- [TASK DESCRIPTION]:
Go over the data and keep only the lines that include "library".

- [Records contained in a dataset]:
--- START ---

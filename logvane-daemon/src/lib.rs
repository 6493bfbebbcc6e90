//! logvane daemon library.
//!
//! Shared startup code for the `logvane-syslogd` and `logvane-tail`
//! binaries, exposed as a library for integration testing.

pub mod bootstrap;
pub mod cli;
pub mod logging;
pub mod metrics_server;
//! 문서 저장소 구현체
//!
//! - [`ElasticsearchStore`]: Elasticsearch 호환 HTTP API 클라이언트
//! - [`MemoryStore`]: 프로세스 내 저장소 (테스트/드라이런용)
//!
//! 둘 다 core의 [`DocumentStore`](logvane_core::store::DocumentStore) trait을 구현합니다.

pub mod elasticsearch;
pub mod memory;

pub use elasticsearch::ElasticsearchStore;
pub use memory::{MemoryStore, StoredDocument};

--- END ---

- [OUTPUT]:
//! logvane daemon library.
//! binaries, exposed as a library for integration testing.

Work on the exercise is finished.